### [Saved entries]
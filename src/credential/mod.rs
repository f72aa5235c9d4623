//! 上游凭据（API key）管理。

pub mod pool;

pub use pool::KeyPool;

### [What is being asked]
Copy all the records above exactly, missing none.

### [Exercise output]
filename src/credential/mod.rs
repository f72aa5235c9d4623
//! 上游凭据（API key）管理。

pub mod pool;

pub use pool::KeyPool;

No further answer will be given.